→ **AIM OF THE EXERCISE**
From the first line onward, reproduce the records exactly; the final line to include is the one holding "a caller-supplied sink.".

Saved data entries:

- - -

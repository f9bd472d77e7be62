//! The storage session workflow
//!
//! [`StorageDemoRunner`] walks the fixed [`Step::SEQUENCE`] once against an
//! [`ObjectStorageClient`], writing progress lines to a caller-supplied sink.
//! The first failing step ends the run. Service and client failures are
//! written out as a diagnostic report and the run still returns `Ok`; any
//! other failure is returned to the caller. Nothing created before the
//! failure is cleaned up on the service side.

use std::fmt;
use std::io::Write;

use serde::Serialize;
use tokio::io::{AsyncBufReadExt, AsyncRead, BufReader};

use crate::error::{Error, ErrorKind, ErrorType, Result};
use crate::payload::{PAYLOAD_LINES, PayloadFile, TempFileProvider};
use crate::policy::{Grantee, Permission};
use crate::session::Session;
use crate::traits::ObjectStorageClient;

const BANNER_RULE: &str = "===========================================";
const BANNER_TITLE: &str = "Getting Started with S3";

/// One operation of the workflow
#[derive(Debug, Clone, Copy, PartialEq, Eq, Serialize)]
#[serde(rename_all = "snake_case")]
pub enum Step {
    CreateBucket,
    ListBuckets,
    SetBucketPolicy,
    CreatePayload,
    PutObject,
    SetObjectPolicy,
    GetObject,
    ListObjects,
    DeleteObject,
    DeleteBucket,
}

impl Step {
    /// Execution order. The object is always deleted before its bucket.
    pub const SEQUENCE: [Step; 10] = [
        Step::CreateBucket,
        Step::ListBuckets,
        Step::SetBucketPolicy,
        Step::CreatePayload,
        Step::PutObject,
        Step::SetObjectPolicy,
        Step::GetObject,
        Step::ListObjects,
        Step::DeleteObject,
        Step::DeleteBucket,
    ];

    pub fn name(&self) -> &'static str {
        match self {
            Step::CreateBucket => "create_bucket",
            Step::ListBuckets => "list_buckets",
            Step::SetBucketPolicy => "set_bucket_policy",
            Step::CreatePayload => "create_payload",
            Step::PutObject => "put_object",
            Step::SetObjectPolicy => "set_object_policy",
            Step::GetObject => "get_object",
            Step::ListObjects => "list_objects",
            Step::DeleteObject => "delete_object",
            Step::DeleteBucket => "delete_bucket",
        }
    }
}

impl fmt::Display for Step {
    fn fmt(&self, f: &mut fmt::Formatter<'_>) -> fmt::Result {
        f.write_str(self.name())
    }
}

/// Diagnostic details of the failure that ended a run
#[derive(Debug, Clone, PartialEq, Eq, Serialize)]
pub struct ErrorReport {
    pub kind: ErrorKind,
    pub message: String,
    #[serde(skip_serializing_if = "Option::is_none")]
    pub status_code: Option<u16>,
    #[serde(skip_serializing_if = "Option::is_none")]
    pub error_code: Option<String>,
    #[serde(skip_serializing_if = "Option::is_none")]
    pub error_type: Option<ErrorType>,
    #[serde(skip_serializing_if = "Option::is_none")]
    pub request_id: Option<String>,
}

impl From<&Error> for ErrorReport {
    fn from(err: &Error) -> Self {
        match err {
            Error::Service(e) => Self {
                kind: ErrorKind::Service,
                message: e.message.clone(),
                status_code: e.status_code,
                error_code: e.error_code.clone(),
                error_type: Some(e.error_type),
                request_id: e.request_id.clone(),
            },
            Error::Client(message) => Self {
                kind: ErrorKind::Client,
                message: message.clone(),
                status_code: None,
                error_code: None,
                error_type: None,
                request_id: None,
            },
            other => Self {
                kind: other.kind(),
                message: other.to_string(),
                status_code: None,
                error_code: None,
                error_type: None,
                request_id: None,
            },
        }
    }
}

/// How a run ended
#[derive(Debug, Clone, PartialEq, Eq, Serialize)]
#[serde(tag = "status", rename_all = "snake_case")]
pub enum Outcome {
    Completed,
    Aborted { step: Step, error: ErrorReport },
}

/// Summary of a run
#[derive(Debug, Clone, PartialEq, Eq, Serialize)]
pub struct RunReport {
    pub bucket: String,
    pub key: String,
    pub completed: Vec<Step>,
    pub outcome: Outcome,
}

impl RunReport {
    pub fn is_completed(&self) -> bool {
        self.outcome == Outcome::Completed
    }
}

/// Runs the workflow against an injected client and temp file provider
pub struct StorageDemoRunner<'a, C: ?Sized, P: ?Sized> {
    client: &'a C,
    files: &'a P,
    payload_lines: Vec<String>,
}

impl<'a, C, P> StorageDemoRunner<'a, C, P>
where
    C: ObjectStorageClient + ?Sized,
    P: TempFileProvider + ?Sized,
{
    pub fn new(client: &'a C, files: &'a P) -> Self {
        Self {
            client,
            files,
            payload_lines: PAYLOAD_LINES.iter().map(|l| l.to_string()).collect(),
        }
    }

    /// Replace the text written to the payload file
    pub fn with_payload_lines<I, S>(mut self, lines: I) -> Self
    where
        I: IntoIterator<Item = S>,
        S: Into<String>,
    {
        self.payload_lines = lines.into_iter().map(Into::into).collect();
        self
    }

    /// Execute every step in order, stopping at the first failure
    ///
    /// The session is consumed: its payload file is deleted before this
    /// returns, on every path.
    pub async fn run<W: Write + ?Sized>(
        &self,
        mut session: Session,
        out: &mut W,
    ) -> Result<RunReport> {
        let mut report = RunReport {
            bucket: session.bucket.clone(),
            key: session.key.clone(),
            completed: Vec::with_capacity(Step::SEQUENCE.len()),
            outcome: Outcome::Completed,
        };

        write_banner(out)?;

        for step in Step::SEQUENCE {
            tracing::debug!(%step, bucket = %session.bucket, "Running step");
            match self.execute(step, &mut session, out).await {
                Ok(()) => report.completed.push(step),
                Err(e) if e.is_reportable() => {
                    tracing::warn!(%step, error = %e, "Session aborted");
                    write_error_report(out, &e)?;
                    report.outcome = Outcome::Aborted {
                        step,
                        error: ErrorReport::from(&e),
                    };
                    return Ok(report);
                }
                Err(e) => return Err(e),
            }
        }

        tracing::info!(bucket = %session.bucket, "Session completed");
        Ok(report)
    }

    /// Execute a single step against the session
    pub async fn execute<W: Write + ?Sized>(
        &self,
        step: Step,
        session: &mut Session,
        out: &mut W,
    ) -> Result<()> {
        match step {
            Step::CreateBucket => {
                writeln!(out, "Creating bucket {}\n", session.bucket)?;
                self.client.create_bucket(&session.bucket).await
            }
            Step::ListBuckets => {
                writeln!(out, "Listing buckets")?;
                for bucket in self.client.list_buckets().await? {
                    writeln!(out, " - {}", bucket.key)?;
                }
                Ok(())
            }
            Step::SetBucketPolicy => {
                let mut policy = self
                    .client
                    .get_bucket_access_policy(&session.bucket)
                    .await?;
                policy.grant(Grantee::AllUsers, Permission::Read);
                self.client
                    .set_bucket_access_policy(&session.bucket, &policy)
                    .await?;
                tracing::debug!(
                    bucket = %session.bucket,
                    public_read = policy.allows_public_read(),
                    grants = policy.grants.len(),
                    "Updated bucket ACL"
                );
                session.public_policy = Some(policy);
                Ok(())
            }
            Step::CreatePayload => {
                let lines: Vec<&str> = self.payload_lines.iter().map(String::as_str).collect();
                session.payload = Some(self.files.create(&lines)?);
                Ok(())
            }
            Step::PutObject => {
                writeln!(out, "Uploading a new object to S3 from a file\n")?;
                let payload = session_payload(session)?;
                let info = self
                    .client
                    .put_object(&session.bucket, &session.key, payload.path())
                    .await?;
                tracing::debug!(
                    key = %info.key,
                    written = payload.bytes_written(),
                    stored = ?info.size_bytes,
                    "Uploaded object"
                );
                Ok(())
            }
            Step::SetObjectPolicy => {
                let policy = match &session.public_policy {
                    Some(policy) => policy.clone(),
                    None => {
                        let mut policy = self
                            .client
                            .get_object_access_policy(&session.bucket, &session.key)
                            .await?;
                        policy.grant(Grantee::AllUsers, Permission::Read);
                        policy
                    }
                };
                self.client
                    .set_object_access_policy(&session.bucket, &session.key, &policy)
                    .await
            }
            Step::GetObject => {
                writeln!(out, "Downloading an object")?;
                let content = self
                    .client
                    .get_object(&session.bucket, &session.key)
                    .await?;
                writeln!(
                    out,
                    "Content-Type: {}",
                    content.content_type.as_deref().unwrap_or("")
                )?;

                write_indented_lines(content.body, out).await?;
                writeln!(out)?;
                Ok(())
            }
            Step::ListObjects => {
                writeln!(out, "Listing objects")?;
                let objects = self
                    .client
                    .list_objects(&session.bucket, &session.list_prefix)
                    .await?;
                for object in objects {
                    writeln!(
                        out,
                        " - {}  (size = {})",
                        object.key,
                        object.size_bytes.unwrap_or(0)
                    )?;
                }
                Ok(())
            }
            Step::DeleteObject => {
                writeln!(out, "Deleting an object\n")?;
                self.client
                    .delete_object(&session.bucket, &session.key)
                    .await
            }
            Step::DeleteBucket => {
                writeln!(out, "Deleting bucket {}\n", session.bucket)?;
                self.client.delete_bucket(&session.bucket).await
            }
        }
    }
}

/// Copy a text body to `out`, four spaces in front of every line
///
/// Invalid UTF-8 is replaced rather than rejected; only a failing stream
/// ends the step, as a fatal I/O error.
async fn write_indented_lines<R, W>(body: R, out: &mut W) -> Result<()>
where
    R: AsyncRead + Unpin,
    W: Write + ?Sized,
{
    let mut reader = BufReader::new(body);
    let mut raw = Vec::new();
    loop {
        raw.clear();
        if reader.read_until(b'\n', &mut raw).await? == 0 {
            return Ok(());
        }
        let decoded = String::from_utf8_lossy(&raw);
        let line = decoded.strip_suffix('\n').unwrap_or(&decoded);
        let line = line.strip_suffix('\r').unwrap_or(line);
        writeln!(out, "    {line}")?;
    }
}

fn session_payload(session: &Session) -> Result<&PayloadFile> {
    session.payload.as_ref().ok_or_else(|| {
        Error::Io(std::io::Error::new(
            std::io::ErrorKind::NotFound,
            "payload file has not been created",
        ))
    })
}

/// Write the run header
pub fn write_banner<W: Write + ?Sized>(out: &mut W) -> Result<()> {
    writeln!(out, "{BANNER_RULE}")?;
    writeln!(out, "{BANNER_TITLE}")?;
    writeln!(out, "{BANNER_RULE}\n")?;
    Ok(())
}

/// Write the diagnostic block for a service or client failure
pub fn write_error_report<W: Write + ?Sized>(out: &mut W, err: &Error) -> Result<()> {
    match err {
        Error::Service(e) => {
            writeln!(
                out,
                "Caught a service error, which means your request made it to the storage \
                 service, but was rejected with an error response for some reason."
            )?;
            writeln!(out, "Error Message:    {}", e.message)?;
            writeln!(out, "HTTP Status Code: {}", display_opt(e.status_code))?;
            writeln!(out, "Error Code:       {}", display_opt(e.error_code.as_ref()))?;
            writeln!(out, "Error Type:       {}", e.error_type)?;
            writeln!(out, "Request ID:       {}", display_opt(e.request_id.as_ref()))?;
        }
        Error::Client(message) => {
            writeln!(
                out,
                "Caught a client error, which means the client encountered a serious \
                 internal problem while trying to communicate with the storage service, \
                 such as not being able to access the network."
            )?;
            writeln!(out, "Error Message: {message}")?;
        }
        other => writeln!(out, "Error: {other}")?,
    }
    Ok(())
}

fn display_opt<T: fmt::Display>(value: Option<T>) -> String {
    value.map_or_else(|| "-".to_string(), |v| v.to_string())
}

- - -

→ **THE ANSWER**
repository f9bd472d77e7be62
//! The storage session workflow
//!
//! [`StorageDemoRunner`] walks the fixed [`Step::SEQUENCE`] once against an
//! [`ObjectStorageClient`], writing progress lines to a caller-supplied sink.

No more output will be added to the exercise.